1 From the Department of Physiology, Division of Graduate Medicine, School of Medicine, University of Pennsylvania, Philadelphia.

Dr. Holland's present address is School of Physiology, University of New South Wales, Kensington, New South Wales, Australia

Using a double-beam stopped-flow apparatus estimations were made of the velocity constant for the initial uptake of oxygen by fully reduced erythrocytes (k'c). Mammalian cells were studied with volumes varying from 20 µ3 (goat) to 90 µ3 (man), as were bullfrog cells (680 µ3). Measurements were made under physiological conditions of pH, PCO2, and temperature. In man k'c was 80 mM-1 sec-1 and in other species smaller cells generally had a greater value for k'c than did the larger cells. In the goat it was 1.8 times as great as the human value; in the bullfrog it was only one-fifth as great. These differences could not be accounted for by interspecific differences in hemoglobin kinetics.

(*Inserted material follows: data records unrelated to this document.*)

//! Vector store for C-RAG.
//!
//! Local-first document store using SQLite and embeddings: offline ingestion
//! of files and web pages, and top-k similarity retrieval for the workflow.

pub mod chunker;
pub mod config;
pub mod document;
pub mod embeddings;
pub mod index;
pub mod parser;
pub mod retriever;
pub mod types;


pub use document::Document;
pub use retriever::{Retriever, VectorStoreRetriever};
pub use types::{
    CollectionConfig, CollectionStats, IngestOptions, IngestStats, KnowledgeChunk,
    KnowledgeSource,
};

use chrono::Utc;
use crag_core::{AppError, AppResult};
use embeddings::EmbeddingProvider;
use parser::ContentType;
use std::path::Path;
use std::time::{Duration, Instant};
use walkdir::WalkDir;

/// Pages indexed when neither paths nor URLs are given.
pub const DEFAULT_URLS: [&str; 3] = [
    "https://lilianweng.github.io/posts/2023-06-23-agent/",
    "https://lilianweng.github.io/posts/2023-03-15-prompt-engineering/",
    "https://lilianweng.github.io/posts/2023-10-25-adv-attack-llm/",
];

const FETCH_TIMEOUT_SECS: u64 = 30;

/// A loaded source awaiting chunking.
struct LoadedSource {
    location: String,
    source_type: &'static str,
    content_type: ContentType,
    text: String,
}

/// Build (or extend) a collection's index from files and URLs.
///
/// An index that already holds chunks is left untouched unless
/// `options.reset` is set.
pub async fn ingest(
    workspace: &Path,
    options: IngestOptions,
    api_key: Option<&str>,
) -> AppResult<IngestStats> {
    let start = Instant::now();
    let index_path = config::get_index_path(workspace, &options.collection);

    if index_path.exists() && !options.reset {
        let conn = index::init_index(&index_path)?;
        let (sources_count, chunks_count) = index::get_stats(&conn)?;
        if chunks_count > 0 {
            tracing::info!(
                "Collection '{}' already indexed ({} sources, {} chunks), skipping",
                options.collection,
                sources_count,
                chunks_count
            );
            return Ok(IngestStats {
                sources_count: 0,
                chunks_count: 0,
                bytes_processed: 0,
                failed_sources: Vec::new(),
                skipped: true,
                duration_secs: start.elapsed().as_secs_f64(),
            });
        }
    }

    tracing::info!("Starting ingestion for collection '{}'", options.collection);

    let mut collection_config = config::load_config(workspace, &options.collection)?;
    apply_embedding_overrides(&mut collection_config, &options);
    let embedder = embeddings::create_provider(&collection_config, api_key, None)?;

    let mut stats = IngestStats {
        sources_count: 0,
        chunks_count: 0,
        bytes_processed: 0,
        failed_sources: Vec::new(),
        skipped: false,
        duration_secs: 0.0,
    };

    let mut locations: Vec<SourceLocation> = Vec::new();
    for path in &options.paths {
        collect_paths(path, &mut locations);
    }
    locations.extend(options.urls.iter().cloned().map(SourceLocation::Url));

    if locations.is_empty() {
        tracing::info!("No sources given, ingesting the default pages");
        locations.extend(
            DEFAULT_URLS
                .iter()
                .map(|url| SourceLocation::Url(url.to_string())),
        );
    }

    let http = reqwest::Client::builder()
        .timeout(Duration::from_secs(FETCH_TIMEOUT_SECS))
        .user_agent(concat!("crag/", env!("CARGO_PKG_VERSION")))
        .build()
        .map_err(|e| AppError::Knowledge(format!("Failed to create HTTP client: {}", e)))?;

    let mut ready: Vec<PreparedSource> = Vec::new();
    for location in locations {
        let loaded = match &location {
            SourceLocation::File(path) => load_file(path),
            SourceLocation::Url(url) => fetch_url(&http, url).await,
        };

        let source = match loaded {
            Ok(source) => source,
            Err(e) => {
                tracing::warn!("Skipping source {}: {}", location, e);
                stats.failed_sources.push(location.to_string());
                continue;
            }
        };

        let prepared = embed_source(embedder.as_ref(), &collection_config, source).await?;
        stats.sources_count += 1;
        stats.chunks_count += prepared.chunks.len() as u32;
        stats.bytes_processed += prepared.source.size_bytes;
        ready.push(prepared);
    }

    if stats.sources_count == 0 && !stats.failed_sources.is_empty() {
        return Err(AppError::Knowledge(format!(
            "No sources could be ingested ({} failed)",
            stats.failed_sources.len()
        )));
    }

    // Reset and inserts land together or not at all
    let mut conn = index::init_index(&index_path)?;
    let tx = conn
        .transaction()
        .map_err(|e| AppError::Knowledge(format!("Failed to begin transaction: {}", e)))?;
    if options.reset {
        tracing::info!("Resetting collection '{}'", options.collection);
        index::reset_index(&tx)?;
    }
    for prepared in &ready {
        index::insert_source(&tx, &prepared.source)?;
        for chunk in &prepared.chunks {
            index::insert_chunk(&tx, chunk)?;
        }
    }
    tx.commit()
        .map_err(|e| AppError::Knowledge(format!("Failed to commit index: {}", e)))?;

    config::save_config(workspace, &collection_config)?;

    stats.duration_secs = start.elapsed().as_secs_f64();

    tracing::info!(
        "Ingestion completed: {} sources, {} chunks, {} bytes in {:.2}s",
        stats.sources_count,
        stats.chunks_count,
        stats.bytes_processed,
        stats.duration_secs
    );

    Ok(stats)
}

enum SourceLocation {
    File(std::path::PathBuf),
    Url(String),
}

impl std::fmt::Display for SourceLocation {
    fn fmt(&self, f: &mut std::fmt::Formatter<'_>) -> std::fmt::Result {
        match self {
            SourceLocation::File(path) => write!(f, "{}", path.display()),
            SourceLocation::Url(url) => write!(f, "{}", url),
        }
    }
}

fn collect_paths(path: &Path, out: &mut Vec<SourceLocation>) {
    if path.is_dir() {
        for entry in WalkDir::new(path)
            .follow_links(false)
            .sort_by_file_name()
            .into_iter()
            .filter_map(|e| e.ok())
        {
            let relative = entry.path().strip_prefix(path).unwrap_or(entry.path());
            if entry.file_type().is_file() && !is_hidden(relative) {
                out.push(SourceLocation::File(entry.path().to_path_buf()));
            }
        }
    } else {
        out.push(SourceLocation::File(path.to_path_buf()));
    }
}

fn is_hidden(path: &Path) -> bool {
    path.components().any(|c| {
        c.as_os_str()
            .to_str()
            .map(|s| s.starts_with('.') && s != "." && s != "..")
            .unwrap_or(false)
    })
}

fn load_file(path: &Path) -> AppResult<LoadedSource> {
    Ok(LoadedSource {
        location: path.to_string_lossy().to_string(),
        source_type: "file",
        content_type: ContentType::from_path(path),
        text: parser::parse_file(path)?,
    })
}

async fn fetch_url(client: &reqwest::Client, url: &str) -> AppResult<LoadedSource> {
    tracing::debug!("Fetching {}", url);

    let response = client
        .get(url)
        .send()
        .await
        .map_err(|e| AppError::Knowledge(format!("Failed to fetch {}: {}", url, e)))?;

    let status = response.status();
    if !status.is_success() {
        return Err(AppError::Knowledge(format!(
            "Failed to fetch {}: HTTP {}",
            url, status
        )));
    }

    let content_type = response
        .headers()
        .get(reqwest::header::CONTENT_TYPE)
        .and_then(|v| v.to_str().ok())
        .map(ContentType::from_mime)
        .unwrap_or(ContentType::Html);

    let body = response
        .text()
        .await
        .map_err(|e| AppError::Knowledge(format!("Failed to read {}: {}", url, e)))?;

    let text = parser::extract_text(&body, content_type)
        .ok_or_else(|| AppError::Knowledge(format!("Unsupported content at {}", url)))?;

    Ok(LoadedSource {
        location: url.to_string(),
        source_type: "url",
        content_type,
        text,
    })
}

/// A source with its embedded chunks, not yet written to the index.
struct PreparedSource {
    source: KnowledgeSource,
    chunks: Vec<KnowledgeChunk>,
}

/// Chunk a source and embed the chunks in batches.
async fn embed_source(
    embedder: &dyn EmbeddingProvider,
    collection_config: &CollectionConfig,
    source: LoadedSource,
) -> AppResult<PreparedSource> {
    let size_bytes = source.text.len() as u64;
    let source_id = uuid::Uuid::new_v4().to_string();

    let candidates = chunker::chunk_text(
        &source_id,
        &source.location,
        &source.text,
        collection_config.chunk_size as usize,
        collection_config.chunk_overlap as usize,
    );

    let mut chunks = Vec::with_capacity(candidates.len());
    for batch in candidates.chunks(collection_config.batch_size.max(1)) {
        let texts: Vec<String> = batch.iter().map(|c| c.text.clone()).collect();
        let embeddings = embedder.embed_batch(&texts).await?;

        for (candidate, embedding) in batch.iter().zip(embeddings) {
            chunks.push(KnowledgeChunk {
                id: uuid::Uuid::new_v4().to_string(),
                source_id: candidate.source_id.clone(),
                position: candidate.position,
                text: candidate.text.clone(),
                embedding: Some(embedding),
                metadata: candidate.metadata.clone(),
            });
        }
    }

    tracing::debug!(
        "Embedded {}: {} chunks, {} bytes",
        source.location,
        chunks.len(),
        size_bytes
    );

    Ok(PreparedSource {
        source: KnowledgeSource {
            id: source_id,
            location: source.location,
            source_type: source.source_type.to_string(),
            content_type: source.content_type.as_str().to_string(),
            ingested_at: Utc::now(),
            size_bytes,
        },
        chunks,
    })
}

/// Apply embedding provider/model overrides to a collection config.
fn apply_embedding_overrides(config: &mut CollectionConfig, options: &IngestOptions) {
    if let Some(provider) = &options.embedding_provider {
        if provider != &config.provider {
            let (model, dimensions) = match provider.as_str() {
                "ollama" => ("nomic-embed-text", 768),
                "trigram" => ("trigram-v1", 384),
                _ => ("text-embedding-3-small", 1536),
            };
            config.provider = provider.clone();
            config.model = model.to_string();
            config.dimensions = dimensions;
        }
    }

    if let Some(model) = &options.embedding_model {
        config.model = model.clone();
    }
}

/// Statistics for a collection.
pub fn stats(workspace: &Path, collection: &str) -> AppResult<CollectionStats> {
    let index_path = config::get_index_path(workspace, collection);
    if !index_path.exists() {
        return Err(AppError::Knowledge(format!(
            "Collection '{}' does not exist",
            collection
        )));
    }

    let collection_config = config::load_config(workspace, collection)?;
    let conn = index::init_index(&index_path)?;
    let (sources_count, chunks_count) = index::get_stats(&conn)?;
    let db_size_bytes = std::fs::metadata(&index_path).map(|m| m.len()).unwrap_or(0);

    Ok(CollectionStats {
        collection: collection.to_string(),
        provider: collection_config.provider,
        model: collection_config.model,
        sources_count,
        chunks_count,
        db_size_bytes,
        last_ingested_at: index::last_ingested_at(&conn)?,
    })
}

/// Empty a collection's index.
pub fn clean(workspace: &Path, collection: &str) -> AppResult<()> {
    let index_path = config::get_index_path(workspace, collection);
    if !index_path.exists() {
        return Err(AppError::Knowledge(format!(
            "Collection '{}' does not exist",
            collection
        )));
    }

    let conn = index::init_index(&index_path)?;
    index::reset_index(&conn)?;

    tracing::info!("Collection '{}' cleaned", collection);
    Ok(())
}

The differences probably represent a true effect of size conferring some biological advantage on the species with the smaller cells. The cell membrane offered resistance to oxygen passage. Using the usual red cell model of an infinite sheet of reduced hemoglobin, membrane permeability appeared to differ among mammals. If, as is likely, the effective cell halfthickness differs among mammals, actual membrane permeability differences may be less. A method for measurement of oxygen saturation of dilute cell suspensions is also described.